I'm unaware of any way to adjust that. Different organizations define their
fiscal week 1 differently. For some it's the week containing Jan 1, for
others it's the first full week in the year, for other's it's the week
containing Jan 1 unless that week contains less than 4 days in the new year
and then it becomes the following week, and there are probably other schemes
as well. As far as I know, with Project it's the first full week in the
fiscal year and there's no other options available. In defense of that,
since Project's basic job is to come up with a task schedule to be worked by
the resources and an estimated budget for the same it's not usually that
crucial an issue. Most people ( ie, your resources) use the normal civil
calendar in organizing their daily lives (even if their accounting
department uses the fiscal calendar).
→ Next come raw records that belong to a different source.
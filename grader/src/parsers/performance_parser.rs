use crate::error::GraderError;
use crate::traits::report_parser::ReportParser;
use once_cell::sync::Lazy;
use regex::Regex;

/// Metrics extracted from a classification report.
#[derive(Debug)]
pub struct ClassificationReport {
    /// Overall accuracy, absent when no `accuracy` line was found.
    pub accuracy: Option<f64>,
    /// Per-class F1 scores in row order.
    pub f1_scores: Vec<f64>,
}

impl ClassificationReport {
    /// Arithmetic mean of the per-class F1 scores, 0.0 when no class rows
    /// were parsed.
    pub fn f1_average(&self) -> f64 {
        if self.f1_scores.is_empty() {
            return 0.0;
        }
        self.f1_scores.iter().sum::<f64>() / self.f1_scores.len() as f64
    }
}

static ACCURACY_RE: Lazy<Regex> =
    Lazy::new(|| Regex::new(r"accuracy\s+([\d.]+)").expect("valid accuracy pattern"));

/// Parses sklearn-style classification report text.
///
/// The expected shape is the text emitted by `classification_report`: an
/// `accuracy   <value>` summary line and one row per class label, with the
/// f1-score in the 4th whitespace-separated column:
///
/// ```text
///            0       0.91      0.89      0.90       120
///            1       0.84      0.87      0.85       100
///
///     accuracy                           0.88       220
/// ```
///
/// Summary rows (`macro avg`, `weighted avg`) do not start with a digit and
/// are ignored. Malformed f1 tokens are skipped silently.
pub struct ClassificationReportParser;

impl ReportParser<ClassificationReport> for ClassificationReportParser {
    fn parse(&self, raw: &str) -> Result<ClassificationReport, GraderError> {
        let mut accuracy = None;
        let mut f1_scores = Vec::new();

        for line in raw.lines() {
            let line = line.trim();

            if line.starts_with("accuracy") {
                if let Some(caps) = ACCURACY_RE.captures(line) {
                    if let Ok(value) = caps[1].parse::<f64>() {
                        accuracy = Some(value);
                    }
                }
            } else if line.chars().next().is_some_and(|c| c.is_ascii_digit()) {
                // Per-class row: <label> <precision> <recall> <f1> <support>
                let parts: Vec<&str> = line.split_whitespace().collect();
                if parts.len() >= 4 {
                    if let Ok(f1) = parts[3].parse::<f64>() {
                        f1_scores.push(f1);
                    }
                }
            }
        }

        Ok(ClassificationReport {
            accuracy,
            f1_scores,
        })
    }
}
pub mod config;
pub mod logger;
//! Configuration management for the structinfo CLI

use anyhow::{Context, Result};
use serde::Deserialize;
use std::fs;
use std::path::{Path, PathBuf};
use structinfo::{Options, ProcDirectory};

#[derive(Debug, Deserialize, Default, PartialEq, Eq)]
#[serde(default)]
pub struct Config {
    /// Report tunables (`region_limit`), read from the top level of the file
    #[serde(flatten)]
    pub options: Options,
    /// Where procfs is mounted
    pub proc_root: Option<PathBuf>,
}

impl Config {
    /// Get the path to the config file
    pub fn config_path() -> Result<PathBuf> {
        let config_dir = dirs::config_dir()
            .context("Could not determine config directory")?
            .join("structinfo");

        Ok(config_dir.join("config.toml"))
    }

    /// Load configuration from the default location, or defaults if it doesn't exist
    pub fn load() -> Result<Self> {
        Self::load_from(&Self::config_path()?)
    }

    pub fn load_from(path: &Path) -> Result<Self> {
        if !path.exists() {
            return Ok(Config::default());
        }

        let contents = fs::read_to_string(path)
            .with_context(|| format!("Failed to read config from {}", path.display()))?;

        toml::from_str(&contents)
            .with_context(|| format!("Failed to parse config file {}", path.display()))
    }

    pub fn directory(&self) -> ProcDirectory {
        match &self.proc_root {
            Some(root) => ProcDirectory::new(root),
            None => ProcDirectory::default(),
        }
    }
}
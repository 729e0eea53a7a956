//! CLI argument definitions for structinfo

use clap::Parser;
use structinfo::Pid;

#[derive(Parser, Debug)]
#[command(name = "structinfo")]
#[command(about = "Print the register context or memory map of a process", long_about = None)]
pub struct Cli {
    /// Report view: 0 = register context, 1 = memory map (any other value: memory map)
    #[arg(allow_negative_numbers = true, requires = "pid")]
    pub view: Option<i32>,

    /// Target process id
    #[arg(allow_negative_numbers = true)]
    pub pid: Option<Pid>,
}

impl Cli {
    /// The selector to write before reading, if one was given
    pub fn selector(&self) -> Option<String> {
        match (self.view, self.pid) {
            (Some(view), Some(pid)) => Some(format!("{view} {pid}")),
            _ => None,
        }
    }
}

#[cfg(test)]
mod tests {
    use super::*;

    #[test]
    fn test_no_arguments() {
        let cli = Cli::try_parse_from(["structinfo"]).unwrap();
        assert!(cli.selector().is_none());
    }

    #[test]
    fn test_view_and_pid() {
        let cli = Cli::try_parse_from(["structinfo", "0", "1234"]).unwrap();
        assert_eq!(cli.selector().as_deref(), Some("0 1234"));
    }

    #[test]
    fn test_negative_view() {
        let cli = Cli::try_parse_from(["structinfo", "-1", "1"]).unwrap();
        assert_eq!(cli.view, Some(-1));
    }

    #[test]
    fn test_view_requires_pid() {
        assert!(Cli::try_parse_from(["structinfo", "0"]).is_err());
    }

    #[test]
    fn test_rejects_non_integer() {
        assert!(Cli::try_parse_from(["structinfo", "abc", "1"]).is_err());
    }
}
Since it's not an accounting
application anyway, does it really matter if the cost estimate of a resource
doing a task of December 29th gets charged against fiscal 2004 or fiscal
2005 in the project's budget estimates? When the work is done and the
actual timecards, invoices, checks, etc are massaged by the actual
accounting programs you use for general ledger, etc, they're going to get
apportioned to the right bucket anyway. Project's numbers, even actuals,
are really only estimates to a close approximation at best. In other words,
don't worry about it, a year from now no one will know the difference or
likely care one way or the other <grin>.
Rule 1 - don't sweat the small stuff. Rule 2 - most things are small stuff.